A. Paraffin sections of testis from wt (upper panel) and lxrα;β−/− (lower panel) 4-month-old mice fed a control and high-cholesterol diet, respectively, were stained by Mayer's haematoxylin. A higher magnification is presented for each condition. Scale bars represent 20 µm. B. Elongated nuclei corresponding to spermatids or spermatozoa (arrowheads) were counted in a minimum of ten tubules per individual, with 3 different individuals in each condition. Results are presented in the table below, together with relative testis weight (% of the whole body) and animal weights (g), and are expressed as mean ± SEM. a = p<0.05 compared to wt; b = p<0.05 compared to wt; c = p<0.05 compared to lxrα;β−/−; d = p<0.05 compared to wt high-cholesterol diet. C. Intratesticular testosterone quantification of control and high-cholesterol diet-fed 4-month-old wild type and lxrα;β−/− animals. Bar graphs are expressed as a normalized value of the expression level in high-cholesterol diet-fed animals versus an arbitrary value of 1 in the control-fed animals. Each value is the mean ± SEM using protein level as internal standard. Bar graphs display means ± SEM, n = 5. **p<0.01; ***p<0.001.

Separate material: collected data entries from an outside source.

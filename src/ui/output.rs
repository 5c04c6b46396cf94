use crate::loader::LoadReport;
use crate::output::is_quiet;
use crate::ui::{theme, Icons};
use owo_colors::OwoColorize;

pub fn header(text: &str) {
    if is_quiet() {
        return;
    }
    println!("{} {}", Icons::BEER, text.style(theme().header.clone()));
}

pub fn success(label: &str) {
    if is_quiet() {
        return;
    }
    println!("{} {}", Icons::CHECK, label.style(theme().success.clone()));
}

pub fn error(label: &str) {
    eprintln!("{} {}", Icons::CROSS, label.style(theme().error.clone()));
}

pub fn warn(label: &str) {
    if is_quiet() {
        return;
    }
    eprintln!("{} {}", Icons::WARN, label.style(theme().warn.clone()));
}

pub fn info(label: &str, value: &str) {
    if is_quiet() {
        return;
    }
    println!(
        "{} {}: {}",
        Icons::INFO.style(theme().info.clone()),
        label.style(theme().dim.clone()),
        value
    );
}

/// Banner in front of one request's JSON result
pub fn request(title: &str, mutation: bool) {
    if is_quiet() {
        return;
    }
    let (icon, style) = if mutation {
        (Icons::PENCIL, theme().mutation.clone())
    } else {
        (Icons::MAG, theme().read.clone())
    };
    println!();
    println!("{} {}", icon, title.style(style));
}

/// One line per integrity violation, always shown
pub fn problem(text: &str) {
    eprintln!("  {} {}", "-".style(theme().dim.clone()), text.style(theme().warn.clone()));
}

/// What a bulk load kept and what it had to drop
pub fn load_summary(report: &LoadReport) {
    if is_quiet() {
        return;
    }
    success(&format!(
        "Loaded {} breweries, {} beers, {} users, {} reviews",
        report.breweries, report.beers, report.users, report.reviews
    ));
    if report.unlinked_beers > 0 {
        warn(&format!("{} beer(s) reference a missing brewery", report.unlinked_beers));
    }
    if report.skipped_reviews > 0 {
        warn(&format!("{} review(s) skipped: beer or user missing", report.skipped_reviews));
    }
}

High-cholesterol diet altered the caput epididymal epithelium in a segment and cell-specific manner in young lxrα;β−/− animals
To test the hypothesis that sperm defects recorded in LXR-deficient males on HCD were mainly caused during post-testicular maturation, histological and immunohistological aspects of the epididymides of these animals were compared with those of LXR-deficient males fed a control diet and wild type males fed either a control or high-cholesterol diet (Fig. 3). Caput epididymidal cryosections were stained with Oil Red O to evaluate neutral lipid accumulations. Lipid droplets were clearly visible in segments 1 and 2 of lxrα;β−/− mice (see Fig. 3A for classical mouse epididymal segmentation), and they were significantly increased in HCD-fed animals (Fig. 3B). Only segments 1 and 2 are illustrated, because there was no epididymal macroscopic change distal to segment 2. These accumulations were not observed in wt animals and were essentially peritubular involving smooth muscle cells (SMC) lining the epididymal tubules (see Fig. S1 for higher magnifications). In accordance with increased tissue lipid deposition HCD provoked a large elevation of plasma LDL in both wt and lxrα;β−/− mice (Fig. S2A). In agreement with a SMC localization of lipid droplets, immunodetection with functional and structural SMC markers (respectively, cav-1 for caveolin-1 and smα-actin for smooth muscle alpha-actin) revealed a decrease of both markers in peritubular SMC of the caput segment 1 of HCD-fed lxrα;β−/− mice only (Fig. 3C, arrowheads in higher magnification microphotographs of the lower panel). This phenotype was also observed in segment 2 (Fig. S3) but not in the more distal segments of the epididymis (not shown). The defects recorded in caput segments 1 and 2 in HCD-fed young LXR-deficient males were also associated with a reduction in epithelial height (6.6±0.7 µm vs. 20.9±1.9 µm, p<0.05) and a loss of luminal cilia, normally visible as a non-specific signal with the anti-smα-actin immunostaining (see Fig. 3C), two known characteristics of the epididymal phenotype observed in old lxrα;β−/− animals [10], [11].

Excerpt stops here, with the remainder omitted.